🤖 AI Summary
This work addresses the inefficiency in sample utilization during reinforcement learning-based post-training of large language models, where a fixed rollout budget per prompt fails to account for varying signal quality across prompts. The authors propose CERO, the first method to integrate Bayesian variance estimation with Fenchel dual optimization, framing adaptive budget allocation as an online resource allocation problem under global constraints. By modeling prompt success probabilities with a Beta posterior and constructing a concave, saturating utility function based on Bayesian variance, CERO employs projected online gradient descent to update dual variables, enabling coupled budget allocation across both training rounds and prompts.
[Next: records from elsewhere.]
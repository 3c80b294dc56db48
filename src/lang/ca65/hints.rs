//! Inlay hints.
//!
//! Anonymous-label constructs are annotated with their ordinal (`L1`,
//! `L2`, ...), so `:--` can be read without counting colons.  Import
//! declarations that resolve to another file are annotated with the
//! file the definition comes from.

use lsp_types as lsp;
use crate::lang::range_contains_pos;
use crate::lang::server::relative_path;
use super::analysis::Analyzer;

pub fn inlay_hints(analyzer: &mut Analyzer, uri: &lsp::Url, rng: &lsp::Range) -> Vec<lsp::InlayHint> {
    if !analyzer.ready() {
        return Vec::new();
    }
    let key = uri.to_string();
    let settings = analyzer.settings_for(&key);
    let want_anon = settings.anonymous_label_index_hints;
    let want_import = settings.import_from_hints;
    let mut ans = Vec::new();
    let (ws,resolver) = analyzer.parts();
    let table = match ws.table(&key) {
        Some(table) => table,
        None => return ans
    };
    if want_anon {
        for (ordinal,spans) in &table.anon.refs {
            if *ordinal >= table.anon.defs.len() {
                continue;
            }
            for span in spans {
                if range_contains_pos(rng,&span.start) {
                    ans.push(lsp::InlayHint {
                        position: span.start,
                        label: lsp::InlayHintLabel::String(format!("L{}",ordinal+1)),
                        kind: None,
                        text_edits: None,
                        tooltip: None,
                        padding_left: None,
                        padding_right: Some(true),
                        data: None
                    });
                }
            }
        }
    }
    if want_import {
        for import in &table.imports {
            if !range_contains_pos(rng,&import.rng.start) {
                continue;
            }
            if let Some(entity) = resolver.resolve_export_name(ws,&key,&import.name) {
                if entity.uri != key {
                    if let Some(rel) = relative_path(&key,&entity.uri) {
                        ans.push(lsp::InlayHint {
                            position: import.rng.end,
                            label: lsp::InlayHintLabel::String(format!(" from {}",rel)),
                            kind: None,
                            text_edits: None,
                            tooltip: None,
                            padding_left: None,
                            padding_right: None,
                            data: None
                        });
                    }
                }
            }
        }
    }
    ans.sort_by_key(|h| (h.position.line,h.position.character));
    ans
}
use super::super::arguments::ArgParser;
use super::super::RefContext;

#[test]
fn simple_names() {
    let parser = ArgParser::new();
    let groups = parser.parse("foo, bar",10);
    assert_eq!(groups.len(),2);
    assert_eq!(groups[0].tokens[0].text,"foo");
    assert_eq!(groups[0].tokens[0].offset,10);
    assert_eq!(groups[0].tokens[0].ctx,RefContext::Symbol);
    assert_eq!(groups[1].tokens[0].text,"bar");
    assert_eq!(groups[1].tokens[0].offset,15);
}

#[test]
fn qualified_name() {
    let parser = ArgParser::new();
    let groups = parser.parse("Gfx::Sprite::HEIGHT",0);
    assert_eq!(groups.len(),1);
    let tokens = &groups[0].tokens;
    assert_eq!(tokens.len(),3);
    assert_eq!(tokens[0].text,"Gfx");
    assert_eq!(tokens[0].ctx,RefContext::Scope);
    assert_eq!(tokens[1].text,"Sprite");
    assert_eq!(tokens[1].ctx,RefContext::Scope);
    assert_eq!(tokens[2].text,"HEIGHT");
    assert_eq!(tokens[2].ctx,RefContext::Symbol);
    assert_eq!(tokens[2].offset,13);
}

#[test]
fn root_anchor() {
    let parser = ArgParser::new();
    let groups = parser.parse("::reset",4);
    assert_eq!(groups.len(),1);
    let tokens = &groups[0].tokens;
    assert_eq!(tokens.len(),2);
    assert_eq!(tokens[0].text,"");
    assert_eq!(tokens[0].offset,4);
    assert_eq!(tokens[1].text,"reset");
    assert_eq!(tokens[1].offset,6);
}

#[test]
fn sizeof_context() {
    let parser = ArgParser::new();
    let groups = parser.parse("#.sizeof(Point)+1",0);
    assert_eq!(groups.len(),1);
    let tokens = &groups[0].tokens;
    assert_eq!(tokens[0].text,"Point");
    assert_eq!(tokens[0].ctx,RefContext::Sizeof);
    assert_eq!(tokens[0].offset,9);
}

#[test]
fn sizeof_with_qualifier() {
    let parser = ArgParser::new();
    let groups = parser.parse(".sizeof(Gfx::Sprite)",0);
    assert_eq!(groups.len(),1);
    let tokens = &groups[0].tokens;
    assert_eq!(tokens.len(),2);
    assert_eq!(tokens[0].ctx,RefContext::Scope);
    assert_eq!(tokens[1].text,"Sprite");
    assert_eq!(tokens[1].ctx,RefContext::Sizeof);
}

#[test]
fn masked_literals() {
    let parser = ArgParser::new();
    // hex digits and string contents must not read as names
    assert!(parser.parse("$FADE",0).is_empty());
    assert!(parser.parse("\"abc\"",0).is_empty());
    assert!(parser.parse("'x'",0).is_empty());
    let groups = parser.parse("$FF00+offset",0);
    assert_eq!(groups.len(),1);
    assert_eq!(groups[0].tokens[0].text,"offset");
}

#[test]
fn pseudo_function_is_not_a_name() {
    let parser = ArgParser::new();
    let groups = parser.parse(".lobyte(vec)",0);
    assert_eq!(groups.len(),1);
    assert_eq!(groups[0].tokens[0].text,"vec");
}

#[test]
fn import_export_items() {
    let parser = ArgParser::new();
    let items = parser.parse_import_export("foo, bar: zeropage, two = 2",8);
    assert_eq!(items.len(),3);
    assert_eq!(items[0].name,"foo");
    assert_eq!(items[0].offset,8);
    assert_eq!(items[0].addr_size,None);
    assert_eq!(items[1].name,"bar");
    assert_eq!(items[1].addr_size,Some("zeropage".to_string()));
    assert_eq!(items[2].name,"two");
    assert_eq!(items[2].value,Some("2".to_string()));
}

#[test]
fn import_export_assignment_variants() {
    let parser = ArgParser::new();
    let items = parser.parse_import_export("addr := $2000",0);
    assert_eq!(items.len(),1);
    assert_eq!(items[0].name,"addr");
    assert_eq!(items[0].value,Some("$2000".to_string()));
}
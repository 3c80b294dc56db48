//! # Command Line Interface
//!
//! The CLI drives the same analyzer the language server uses.  `verify`
//! checks a source against its workspace and prints diagnostics with
//! squiggles, `dump` prints the internal state of the engine for
//! debugging.

use clap::{arg,Command};
use env_logger;
use std::io::Read;
use std::path::Path;
use lsp_types as lsp;
use ca65kit::lang;
use ca65kit::lang::ca65::analysis::Analyzer;
use ca65kit::lang::ca65::diagnostics;

const RCH: &str = "unreachable was reached";

/// Gather program lines from the console, panics if stdin is not the console
fn line_entry(prompt: &str) -> String {
    use std::io::Write;
    let mut code = String::new();
    eprintln!("line entry interface");
    eprintln!("this is a blind accumulation of lines, `bye` terminates");
    loop {
        eprint!("{} ",prompt);
        let mut line = String::new();
        std::io::stderr().flush().expect("could not flush stderr");
        std::io::stdin().read_line(&mut line).expect("could not read stdin");
        if line=="bye\n" || line=="bye\r\n" {
            break;
        }
        code += &line;
    }
    code
}

fn workspace_dirs(maybe: Option<&str>) -> Vec<lsp::Url> {
    let mut ans = Vec::new();
    if let Some(dir) = maybe {
        if let Ok(canon) = Path::new(dir).canonicalize() {
            if let Ok(uri) = lsp::Url::from_directory_path(canon) {
                ans.push(uri);
            }
        }
    }
    ans
}

fn main() -> Result<(),Box<dyn std::error::Error>>
{
    env_logger::init();
    let long_help =
"ca65kit analyzes ca65 assembly source.
Set RUST_LOG environment variable to control logging level.
  levels: trace,debug,info,warn,error

Examples:
---------
check a file:            `ca65kit verify -f src/main.s -w src`
check the pipeline:      `cat main.s | ca65kit verify`
inspect the engine:      `ca65kit dump -w src -t exports`";

    let dump_types = ["tables","includes","exports","stats"];

    let matches = Command::new("ca65kit")
        .about("Analyzes ca65 assembly source, with workspace comprehension.")
        .after_long_help(long_help)
        .subcommand(Command::new("verify")
            .arg(arg!(-f --file <PATH> "source file to check").required(false))
            .arg(arg!(-w --workspace <DIR> "workspace root").required(false))
            .about("analyze a file and print diagnostics"))
        .subcommand(Command::new("dump")
            .arg(arg!(-w --workspace <DIR> "workspace root"))
            .arg(arg!(-t --type <TYPE> "what to dump").possible_values(dump_types))
            .about("scan a workspace and print engine state"))
        .get_matches();

    if let Some(cmd) = matches.subcommand_matches("verify") {
        let mut analyzer = Analyzer::new();
        let dirs = workspace_dirs(cmd.value_of("workspace"));
        let doc = match cmd.value_of("file") {
            Some(path) => lang::Document::from_file_path(&Path::new(path).canonicalize()?)?,
            None => {
                let mut raw = String::new();
                if atty::is(atty::Stream::Stdin) {
                    raw = line_entry(">");
                } else {
                    std::io::stdin().read_to_string(&mut raw)?;
                }
                lang::Document::from_string(raw,0)
            }
        };
        analyzer.init_workspace(dirs,vec![doc.clone()])?;
        analyzer.update_document(&doc);
        let diag_set = diagnostics::unused_symbols(&mut analyzer,doc.uri.as_str(),&Vec::new());
        for diag in &diag_set {
            lang::eprint_diagnostic(diag,&doc.text);
        }
        eprintln!("{} diagnostics",diag_set.len());
        return Ok(());
    }

    if let Some(cmd) = matches.subcommand_matches("dump") {
        let mut analyzer = Analyzer::new();
        let dirs = workspace_dirs(cmd.value_of("workspace"));
        analyzer.init_workspace(dirs,Vec::new())?;
        let ans = match cmd.value_of("type").expect(RCH) {
            "tables" => analyzer.dump_symbol_tables(),
            "includes" => analyzer.dump_includes_graph(),
            "exports" => analyzer.dump_exports_map(),
            "stats" => analyzer.dump_performance_stats(),
            _ => panic!("{}",RCH)
        };
        println!("{}",ans);
        return Ok(());
    }

    eprintln!("try `ca65kit --help`");
    Ok(())
}
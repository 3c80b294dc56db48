//! Document scanner.
//!
//! A single forward pass over the lines of one document, producing that
//! document's `SymbolTable`.  The scanner maintains the current scope, the
//! current macro, the current segment, and the most recent label (whose
//! kind may still be refined by the next control command).
//!
//! No cross-file state is consulted here; include arguments are recorded
//! as written and resolved later when the table is integrated into the
//! workspace.

use lsp_types as lsp;
use regex::Regex;
use crate::lang::{Document,line_range};
use super::arguments::{ArgGroup,ArgParser};
use super::lexer::{lex_line,is_identifier,is_identifier_char,is_identifier_start,LexedLine,LineItem};
use super::handbook::Handbook;
use super::{ExportKind,ImportKind,IncludeRef,MacroKind,Node,RefContext,Reference,
    ScopeHandle,ScopeKind,SymbolKind,SymbolTable,ROOT_SCOPE,
    DEFAULT_SEGMENT,opaque_segment,synthetic_scope_name};

const RCH: &str = "unreachable was reached";

/// Directives that refine a pending label to `res-label`.
const RES_REFINERS: [&str;2] = [".res",".tag"];
/// Directives that refine a pending label to `data-label`.
const DATA_REFINERS: [&str;9] = [".addr",".align",".bankbytes",".byt",".byte",".dbyt",".dword",".faraddr",".word"];
/// Shorthand segment directives.
const SEGMENT_SHORTHANDS: [&str;5] = [".code",".data",".bss",".zeropage",".rodata"];
/// Single letters that name registers in operand position, never symbols.
const REGISTERS: [&str;4] = ["a","x","y","s"];
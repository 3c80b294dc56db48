//! Reference resolution.
//!
//! Maps a reference to the entity it names.  The walk has three stages:
//! a scoped lookup through the translation unit, a workspace export lookup
//! when the local walk ended on an import, and an implicit-import fallback
//! for unresolved root-scope references when the configuration allows it.
//!
//! Results are memoized per file.  Invalidation is driven by the
//! orchestrator: when a file is rescanned, every file in its pre- and
//! post-edit closures loses its memos, and entries elsewhere that point
//! into the rescanned file (or that recorded a miss) are dropped, since an
//! edit may create linkage across translation units.
//!
//! Resolution never fails loudly; an unresolvable reference yields `None`.

use std::collections::HashMap;
use super::{Entity,Node,RefContext,Reference,ScopeKind,Workspace,ROOT_SCOPE};
use super::symbols::LookupResult;

/// Identity of a reference within its file: start of span plus name.
type LocalKey = (u32,u32,String);

#[derive(Default)]
pub struct Resolver {
    /// per-file memo of reference resolutions
    locals: HashMap<String,HashMap<LocalKey,Option<Entity>>>,
    /// per-file memo of export lookups by base name
    exports: HashMap<String,HashMap<String,Option<Entity>>>,
    hits: u64,
    misses: u64
}

impl Resolver {
    pub fn new() -> Self {
        Self::default()
    }

    /// Resolve a reference originating in `uri`.
    pub fn resolve_reference(&mut self, ws: &Workspace, uri: &str, reference: &Reference,
        implicit_imports: bool) -> Option<Entity> {
        let key = (reference.rng.start.line,reference.rng.start.character,reference.name.clone());
        if let Some(memo) = self.locals.get(uri) {
            if let Some(ans) = memo.get(&key) {
                self.hits += 1;
                return ans.clone();
            }
        }
        self.misses += 1;
        let ans = self.derive(ws,uri,reference,implicit_imports);
        self.locals.entry(uri.to_string()).or_default().insert(key,ans.clone());
        ans
    }

    fn derive(&mut self, ws: &Workspace, uri: &str, reference: &Reference,
        implicit_imports: bool) -> Option<Entity> {
        if reference.ctx == RefContext::Macro {
            // macros live in a flat per-file namespace across the unit
            for file in ws.includes.translation_unit(uri) {
                if let Some(table) = ws.tables.get(&file) {
                    if let Some(idx) = table.macro_by_name(&reference.name) {
                        return Some(Entity::new(&file,Node::Macro(idx)));
                    }
                }
            }
            return None;
        }
        let mut first_import: Option<Entity> = None;
        for file in ws.includes.translation_unit(uri) {
            let table = match ws.tables.get(&file) {
                Some(table) => table,
                None => continue
            };
            let base = match file == uri {
                true => reference.scope,
                false => ROOT_SCOPE
            };
            match table.lookup(base,&reference.qualifiers,&reference.name,reference.ctx,true) {
                Some(LookupResult::Import(idx)) => {
                    if first_import.is_none() {
                        first_import = Some(Entity::new(&file,Node::Import(idx)));
                    }
                },
                Some(found) => return Some(Entity::new(&file,found.to_node())),
                None => {}
            }
        }
        if let Some(import) = first_import {
            // an import with a workspace definition resolves through it
            if let Some(target) = self.resolve_export_name(ws,uri,&reference.name) {
                return Some(target);
            }
            return Some(import);
        }
        if implicit_imports && reference.ctx == RefContext::Symbol
            && reference.scope == ROOT_SCOPE && reference.qualifiers.is_empty() {
            return self.resolve_export_name(ws,uri,&reference.name);
        }
        None
    }

    /// Find the definition behind an exported name.  Each export is tried
    /// in stack order; the first one that maps to a symbol or a proc-kind
    /// scope within its own translation unit wins.
    pub fn resolve_export_name(&mut self, ws: &Workspace, from_uri: &str, name: &str) -> Option<Entity> {
        if let Some(memo) = self.exports.get(from_uri) {
            if let Some(ans) = memo.get(name) {
                self.hits += 1;
                return ans.clone();
            }
        }
        self.misses += 1;
        let mut ans = None;
        'entries: for entry in ws.exports.get(name) {
            for file in ws.includes.translation_unit(&entry.uri) {
                let table = match ws.tables.get(&file) {
                    Some(table) => table,
                    None => continue
                };
                let base = match file == entry.uri {
                    true => entry.scope,
                    false => ROOT_SCOPE
                };
                // imports are excluded here: an import cannot satisfy a
                // foreign export
                match table.lookup(base,&[],name,RefContext::Symbol,false) {
                    Some(LookupResult::Symbol(idx)) => {
                        ans = Some(Entity::new(&file,Node::Symbol(idx)));
                        break 'entries;
                    },
                    Some(LookupResult::Scope(handle)) if table.scopes[handle].kind == ScopeKind::Proc => {
                        ans = Some(Entity::new(&file,Node::Scope(handle)));
                        break 'entries;
                    },
                    _ => {}
                }
            }
        }
        self.exports.entry(from_uri.to_string()).or_default().insert(name.to_string(),ans.clone());
        ans
    }

    /// Drop the memos of every file in `closure`.  Elsewhere, drop every
    /// entry that could depend on the edited file: misses, results that
    /// point into it, and results that ended on an import, since the edit
    /// may have created or destroyed the export behind it.  Export memos
    /// cross translation units, so they are dropped wholesale.
    pub fn invalidate(&mut self, closure: &[String], edited: &str) {
        for uri in closure {
            self.locals.remove(uri);
        }
        self.exports.clear();
        for memo in self.locals.values_mut() {
            memo.retain(|_,v| match v {
                Some(entity) => entity.uri != edited && !matches!(entity.node,Node::Import(_)),
                None => false
            });
        }
        log::debug!("invalidated memos around {}",edited);
    }

    pub fn clear(&mut self) {
        self.locals.clear();
        self.exports.clear();
    }

    /// (cache hits, cache misses)
    pub fn stats(&self) -> (u64,u64) {
        (self.hits,self.misses)
    }
}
The approach comes with theoretical regret bounds and demonstrates significant improvements over GRPO in sample efficiency across multiple open-source large language models and mathematical reasoning benchmarks.
📝 Abstract
LLM post-training often relies on reinforcement learning methods that sample multiple rollouts per prompt, yet most existing approaches use a fixed rollout budget for every prompt, despite large differences in the training signal different prompts provide. In this paper, we study adaptive rollout allocation under a fixed global budget and formulate the problem as online resource allocation with prompt-level diminishing returns. Our method, CERO, maintains a Beta posterior over each prompt's success probability and uses the posterior expected Bernoulli variance as a Bayesian estimate of the value of additional rollouts. We use this estimate to construct a concave, saturating utility over cumulative allocations, yielding an objective in which decisions across prompts and epochs are coupled by the global budget. Since the resulting objective is temporally nonseparable, we derive a Fenchel-dual reformulation and update both prompt-level and budget-level dual variables via projected online gradient descent. Under fixed prompt utilities, we prove an $O(\sqrt{K})$ regret bound against the offline allocation benchmark. Experiments on mathematical-reasoning problems show that CERO consistently outperforms GRPO across multiple open-weight LLMs and benchmarks, demonstrating that adaptive rollout budgeting can improve sample efficiency.